The ESRB recently participated in a Federal Trade Commission workshop on in-game purchases, revealing some interesting data about the often controversial practice. This included the surprising fact that the organization has added the “in-game purchases” label to nearly one-fifth of all physical games it’s rated to date.
The introduction of the “in-game purchases” label in 2018 came amid widespread concerns - and potential legislation - over the practice. Lawmakers and advocacy groups were specifically concerned about loot boxes, which offer a random chance at obtaining a wide selection of items, and which some have called predatory or likened to gambling. Some countries, such as China, have had laws about loot boxes on the books for years, but the ESRB’s move came after a wave of proposed legislation throughout Europe and the United States starting around 2017.
Several U.S. states, and countries such as Belgium, began discussing banning loot boxes entirely, and the ESRB introduced the label as an attempt at self-regulation. According to ESRB president Patricia Vance, the agency used the term “in-game purchases” rather than “loot boxes” because many parents buying games for their kids don’t know or understand the latter term. As it stands, the label covers anything from currency and loot boxes to skins and expansions. According to a report from Gamasutra, the label is now present on 18 percent of game boxes, after only being added in April of last year. This shows just how quickly in-game purchases have grown from a non-issue to a prevalent part of the games industry.
Both the ESRB’s rationale for implementing the label and its efficacy were among the topics discussed at the recent FTC panel, and there was plenty of disagreement over whether the agency and the industry at large were addressing loot boxes properly. The ESRB presented research showing that only 32 percent of parents know what a loot box is, which Vance said was proof that the “in-game purchases” label wording is the best way to reach a broad range of people. Others in attendance, however, said that presenting buyers with more granular information was preferable.

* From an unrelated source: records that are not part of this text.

use std::path::{Path, PathBuf};

use anyhow::{Context, Result};
use clap::{Parser, Subcommand};
use colored::Colorize;
use tch::{Device, Kind};
use tracing_subscriber::filter::LevelFilter;

use wifi_bimamba::config::{ClsTokenPolicy, PoolType, ScanVariant};
use wifi_bimamba::synthetic::synthetic_csi;
use wifi_bimamba::torch::load::{build_model, load_model, num_parameters, save_weights};
use wifi_bimamba::{FusionConfig, ForwardOptions};

#[derive(Parser)]
#[command(name = "wifi_bimamba")]
#[command(about = "WiFi CSI activity recognition with a bidirectional Mamba", long_about = None)]
struct Cli {
    /// off, error, warn, info, debug or trace
    #[arg(long, global = true, default_value = "info")]
    log_level: LevelFilter,

    #[command(subcommand)]
    command: Commands,
}

#[derive(Subcommand)]
enum Commands {
    /// Write a default config file
    InitConfig {
        #[arg(short, long, default_value = "configs/fusion.json")]
        out: PathBuf,

        #[arg(long)]
        depth: Option<usize>,

        #[arg(long)]
        classes: Option<i64>,

        #[arg(long, value_enum)]
        cls_token: Option<ClsTokenPolicy>,

        #[arg(long, value_enum)]
        scan: Option<ScanVariant>,

        /// none, mean, max or all
        #[arg(long)]
        pool: Option<PoolType>,
    },
    /// Validate a config and print the parameter layout
    Summary {
        #[arg(short, long, default_value = "configs/fusion.json")]
        config: PathBuf,
    },
    /// Forward a synthetic CSI window
    Infer {
        #[arg(short, long, default_value = "configs/fusion.json")]
        config: PathBuf,

        #[arg(short, long)]
        weights: Option<PathBuf>,

        #[arg(short, long, default_value_t = 1, value_parser = clap::value_parser!(i64).range(1..))]
        batch: i64,

        #[arg(short, long, default_value_t = 0)]
        seed: i64,

        /// Return pooled features instead of logits
        #[arg(long, default_value_t = false)]
        features: bool,

        #[arg(long, default_value_t = false)]
        random_cls: bool,
    },
    /// Save freshly initialised weights
    InitWeights {
        #[arg(short, long, default_value = "configs/fusion.json")]
        config: PathBuf,

        #[arg(short, long, default_value = "weights/init.ot")]
        out: PathBuf,
    },
}

fn main() -> Result<()> {
    let cli = Cli::parse();
    tracing_subscriber::fmt().with_max_level(cli.log_level).init();

    println!("{}", "Start".green());

    match cli.command {
        Commands::InitConfig {
            out,
            depth,
            classes,
            cls_token,
            scan,
            pool,
        } => {
            let mut cfg = FusionConfig::default();
            if let Some(depth) = depth {
                cfg.model.depth = depth;
            }
            if let Some(classes) = classes {
                cfg.model.num_classes = classes;
            }
            if let Some(cls_token) = cls_token {
                cfg.model.cls_token = cls_token;
            }
            if let Some(scan) = scan {
                cfg.model.scan = scan;
            }
            if let Some(pool) = pool {
                cfg.model.pool = pool;
            }
            init_config(&cfg, &out)?
        }
        Commands::Summary { config } => summary(&config)?,
        Commands::Infer {
            config,
            weights,
            batch,
            seed,
            features,
            random_cls,
        } => infer(&config, weights.as_deref(), batch, seed, features, random_cls)?,
        Commands::InitWeights { config, out } => init_weights(&config, &out)?,
    }

    println!("{}", "End".green());
    Ok(())
}

fn read_config(path: &Path) -> Result<FusionConfig> {
    FusionConfig::from_json(path).with_context(|| format!("failed to read config {}", path.display()))
}

fn init_config(cfg: &FusionConfig, out: &Path) -> Result<()> {
    cfg.validate().context("invalid config")?;
    cfg.to_json(out)
        .with_context(|| format!("failed to write {}", out.display()))?;
    println!("Wrote {}", out.display().to_string().cyan());
    Ok(())
}

fn summary(config: &Path) -> Result<()> {
    let cfg = read_config(config)?;
    let (vs, model) = build_model(&cfg, Device::Cpu)?;

    println!(
        "{} depth {} | embed {} | tokens {} | classes {}",
        "Model".bold(),
        model.backbone().depth(),
        model.backbone().embed_dim(),
        cfg.conv_output_len(),
        cfg.model.num_classes,
    );

    for layer in model.backbone().layers() {
        println!(
            "  layers.{:<3} drop_path {:.3}",
            layer.layer_idx(),
            layer.drop_path().prob()
        );
    }

    let mut vars: Vec<_> = vs.variables().into_iter().collect();
    vars.sort_by(|a, b| a.0.cmp(&b.0));
    for (name, tensor) in &vars {
        println!("  {:<48} {:?}", name, tensor.size());
    }
    println!("Parameters: {}", num_parameters(&vs).to_string().yellow());
    Ok(())
}

fn infer(
    config: &Path,
    weights: Option<&Path>,
    batch: i64,
    seed: i64,
    features: bool,
    random_cls: bool,
) -> Result<()> {
    tch::manual_seed(seed);
    let cfg = read_config(config)?;
    let device = Device::cuda_if_available();

    let (_vs, model) = match weights {
        Some(path) => load_model(path, &cfg, device)
            .with_context(|| format!("failed to load weights {}", path.display()))?,
        None => build_model(&cfg, device)?,
    };

    let xs = synthetic_csi(batch, cfg.in_channels, cfg.time_steps, 0).to_device(device);
    let opts = ForwardOptions {
        return_features: features,
        random_cls_position: random_cls,
        train: false,
    };
    let out = tch::no_grad(|| model.forward(&xs, opts, None));
    println!("Output shape: {:?}", out.size());

    if !features && out.dim() == 2 {
        let classes = out.argmax(-1, false).to_kind(Kind::Int64).to_device(Device::Cpu);
        for b in 0..batch {
            println!("  sample {b}: class {}", classes.int64_value(&[b]).to_string().green());
        }
    }
    Ok(())
}

fn init_weights(config: &Path, out: &Path) -> Result<()> {
    let cfg = read_config(config)?;
    let (vs, _model) = build_model(&cfg, Device::Cpu)?;
    save_weights(&vs, out).with_context(|| format!("failed to save {}", out.display()))?;
    println!(
        "Saved {} parameters to {}",
        num_parameters(&vs),
        out.display().to_string().cyan()
    );
    Ok(())
}

#[cfg(test)]
mod tests {
    use super::*;

    #[test]
    fn infer_rejects_non_positive_batch() {
        for batch in ["0", "-3"] {
            let parsed = Cli::try_parse_from(["wifi_bimamba", "infer", "--batch", batch]);
            assert!(parsed.is_err(), "batch {batch} was accepted");
        }
        let parsed = Cli::try_parse_from(["wifi_bimamba", "infer", "--batch", "4"]).unwrap();
        match parsed.command {
            Commands::Infer { batch, .. } => assert_eq!(batch, 4),
            _ => panic!("expected the infer subcommand"),
        }
    }
}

There was similar disagreement over the very idea of self-regulation, with Keith Whyte, executive director of the National Council on Problem Gambling, saying that industries can’t effectively police themselves while also protecting their own profits.
While the game industry’s ability to regulate itself is still in question, it's taking steps to address the most predatory aspects of microtransactions. Starting next year, nearly all games on consoles will be required to disclose the odds of getting certain items through loot boxes, though only time will tell if that’s enough to keep lawmakers from stepping in with more restrictive regulations.